= Exercise details =
Return every line from the records below in which the word "that" is found.

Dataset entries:

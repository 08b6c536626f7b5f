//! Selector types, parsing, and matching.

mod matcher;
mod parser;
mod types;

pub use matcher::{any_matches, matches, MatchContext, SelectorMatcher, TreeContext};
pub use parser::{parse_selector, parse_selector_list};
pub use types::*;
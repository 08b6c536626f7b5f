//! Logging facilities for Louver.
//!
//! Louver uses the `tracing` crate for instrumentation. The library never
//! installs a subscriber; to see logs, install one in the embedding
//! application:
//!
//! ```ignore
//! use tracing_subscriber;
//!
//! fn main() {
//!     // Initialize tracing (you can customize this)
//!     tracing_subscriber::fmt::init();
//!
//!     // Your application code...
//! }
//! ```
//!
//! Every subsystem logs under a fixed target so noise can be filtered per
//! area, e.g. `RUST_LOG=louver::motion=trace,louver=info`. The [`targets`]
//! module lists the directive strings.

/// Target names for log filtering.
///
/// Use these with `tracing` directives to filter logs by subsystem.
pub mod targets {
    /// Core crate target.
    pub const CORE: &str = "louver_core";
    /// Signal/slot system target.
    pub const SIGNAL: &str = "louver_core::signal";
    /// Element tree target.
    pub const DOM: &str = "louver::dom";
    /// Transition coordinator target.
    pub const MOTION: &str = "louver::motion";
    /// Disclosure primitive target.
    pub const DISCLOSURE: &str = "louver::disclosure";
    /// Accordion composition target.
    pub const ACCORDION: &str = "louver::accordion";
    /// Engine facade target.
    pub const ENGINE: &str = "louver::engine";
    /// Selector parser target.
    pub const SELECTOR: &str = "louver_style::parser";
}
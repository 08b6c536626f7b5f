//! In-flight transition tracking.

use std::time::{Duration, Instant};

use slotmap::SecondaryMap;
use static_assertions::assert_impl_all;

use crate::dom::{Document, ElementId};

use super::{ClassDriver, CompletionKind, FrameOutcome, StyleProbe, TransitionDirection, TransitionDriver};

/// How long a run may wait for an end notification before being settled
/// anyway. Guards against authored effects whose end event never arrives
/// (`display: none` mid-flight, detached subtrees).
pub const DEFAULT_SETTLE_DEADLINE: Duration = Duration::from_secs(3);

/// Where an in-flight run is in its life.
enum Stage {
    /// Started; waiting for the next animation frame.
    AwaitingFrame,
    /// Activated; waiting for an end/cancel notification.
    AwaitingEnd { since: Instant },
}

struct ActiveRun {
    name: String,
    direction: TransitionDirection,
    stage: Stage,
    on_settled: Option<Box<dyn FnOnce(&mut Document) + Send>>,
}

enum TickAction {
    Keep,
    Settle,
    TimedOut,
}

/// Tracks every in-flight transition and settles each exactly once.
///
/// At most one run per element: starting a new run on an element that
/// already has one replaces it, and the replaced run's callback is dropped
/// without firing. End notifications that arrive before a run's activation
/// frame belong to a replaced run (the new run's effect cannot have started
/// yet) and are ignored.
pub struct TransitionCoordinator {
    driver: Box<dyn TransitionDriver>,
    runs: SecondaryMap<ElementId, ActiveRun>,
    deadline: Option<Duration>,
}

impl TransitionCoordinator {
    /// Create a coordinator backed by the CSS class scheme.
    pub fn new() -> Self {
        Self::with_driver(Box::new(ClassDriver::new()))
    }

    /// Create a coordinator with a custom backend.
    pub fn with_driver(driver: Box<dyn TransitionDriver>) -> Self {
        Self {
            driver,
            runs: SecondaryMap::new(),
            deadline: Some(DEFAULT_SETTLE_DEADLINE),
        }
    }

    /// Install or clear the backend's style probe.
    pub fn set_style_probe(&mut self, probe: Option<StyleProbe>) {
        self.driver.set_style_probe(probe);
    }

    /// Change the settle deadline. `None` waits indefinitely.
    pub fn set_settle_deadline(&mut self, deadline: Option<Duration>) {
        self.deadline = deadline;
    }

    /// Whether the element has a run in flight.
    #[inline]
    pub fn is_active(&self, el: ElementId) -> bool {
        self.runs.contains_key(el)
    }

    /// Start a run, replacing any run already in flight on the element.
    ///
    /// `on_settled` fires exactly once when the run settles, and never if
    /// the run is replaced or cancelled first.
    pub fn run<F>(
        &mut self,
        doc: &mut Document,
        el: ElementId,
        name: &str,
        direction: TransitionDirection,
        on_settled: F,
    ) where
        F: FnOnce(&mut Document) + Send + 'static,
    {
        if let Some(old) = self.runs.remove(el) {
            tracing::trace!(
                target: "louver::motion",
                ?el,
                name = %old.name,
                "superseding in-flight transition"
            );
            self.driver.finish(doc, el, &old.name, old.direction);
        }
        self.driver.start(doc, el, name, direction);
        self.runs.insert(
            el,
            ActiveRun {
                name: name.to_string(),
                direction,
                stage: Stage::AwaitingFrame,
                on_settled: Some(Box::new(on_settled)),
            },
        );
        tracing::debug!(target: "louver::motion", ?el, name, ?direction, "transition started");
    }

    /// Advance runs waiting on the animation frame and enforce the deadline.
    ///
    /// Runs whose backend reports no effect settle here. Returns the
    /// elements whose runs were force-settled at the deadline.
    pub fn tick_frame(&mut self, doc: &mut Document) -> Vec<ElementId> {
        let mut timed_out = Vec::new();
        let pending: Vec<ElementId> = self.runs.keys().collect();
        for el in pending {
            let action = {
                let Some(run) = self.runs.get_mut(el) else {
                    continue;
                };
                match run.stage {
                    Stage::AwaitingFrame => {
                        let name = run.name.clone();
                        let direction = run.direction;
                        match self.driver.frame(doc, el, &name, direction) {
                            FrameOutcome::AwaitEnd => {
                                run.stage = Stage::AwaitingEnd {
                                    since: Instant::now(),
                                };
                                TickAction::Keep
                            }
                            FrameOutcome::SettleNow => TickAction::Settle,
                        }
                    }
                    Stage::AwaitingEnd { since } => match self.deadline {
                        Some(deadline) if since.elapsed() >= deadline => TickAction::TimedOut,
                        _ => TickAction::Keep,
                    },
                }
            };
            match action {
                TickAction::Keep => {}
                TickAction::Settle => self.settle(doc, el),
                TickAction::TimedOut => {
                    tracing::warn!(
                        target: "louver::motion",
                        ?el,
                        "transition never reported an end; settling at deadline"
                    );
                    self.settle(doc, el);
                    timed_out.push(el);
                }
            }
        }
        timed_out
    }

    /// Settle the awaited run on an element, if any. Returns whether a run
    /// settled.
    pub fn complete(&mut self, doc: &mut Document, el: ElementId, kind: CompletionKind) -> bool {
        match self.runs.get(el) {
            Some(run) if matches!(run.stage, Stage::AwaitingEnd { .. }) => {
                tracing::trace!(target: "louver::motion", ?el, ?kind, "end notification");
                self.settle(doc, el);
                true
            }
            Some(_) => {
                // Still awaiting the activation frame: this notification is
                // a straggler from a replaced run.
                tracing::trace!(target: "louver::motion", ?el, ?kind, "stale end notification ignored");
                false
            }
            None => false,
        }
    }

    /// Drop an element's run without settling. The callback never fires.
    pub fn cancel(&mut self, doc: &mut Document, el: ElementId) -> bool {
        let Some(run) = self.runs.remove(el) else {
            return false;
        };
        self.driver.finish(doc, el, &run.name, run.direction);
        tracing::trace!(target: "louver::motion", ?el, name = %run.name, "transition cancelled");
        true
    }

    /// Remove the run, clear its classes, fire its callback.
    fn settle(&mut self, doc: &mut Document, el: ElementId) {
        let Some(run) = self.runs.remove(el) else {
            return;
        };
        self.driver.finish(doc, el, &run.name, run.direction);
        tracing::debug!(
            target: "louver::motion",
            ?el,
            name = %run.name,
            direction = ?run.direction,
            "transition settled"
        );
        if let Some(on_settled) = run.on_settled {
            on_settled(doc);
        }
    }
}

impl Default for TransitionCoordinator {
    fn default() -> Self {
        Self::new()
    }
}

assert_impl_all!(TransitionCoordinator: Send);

= Written answer =
/// At most one run per element: starting a new run on an element that
/// without firing. End notifications that arrive before a run's activation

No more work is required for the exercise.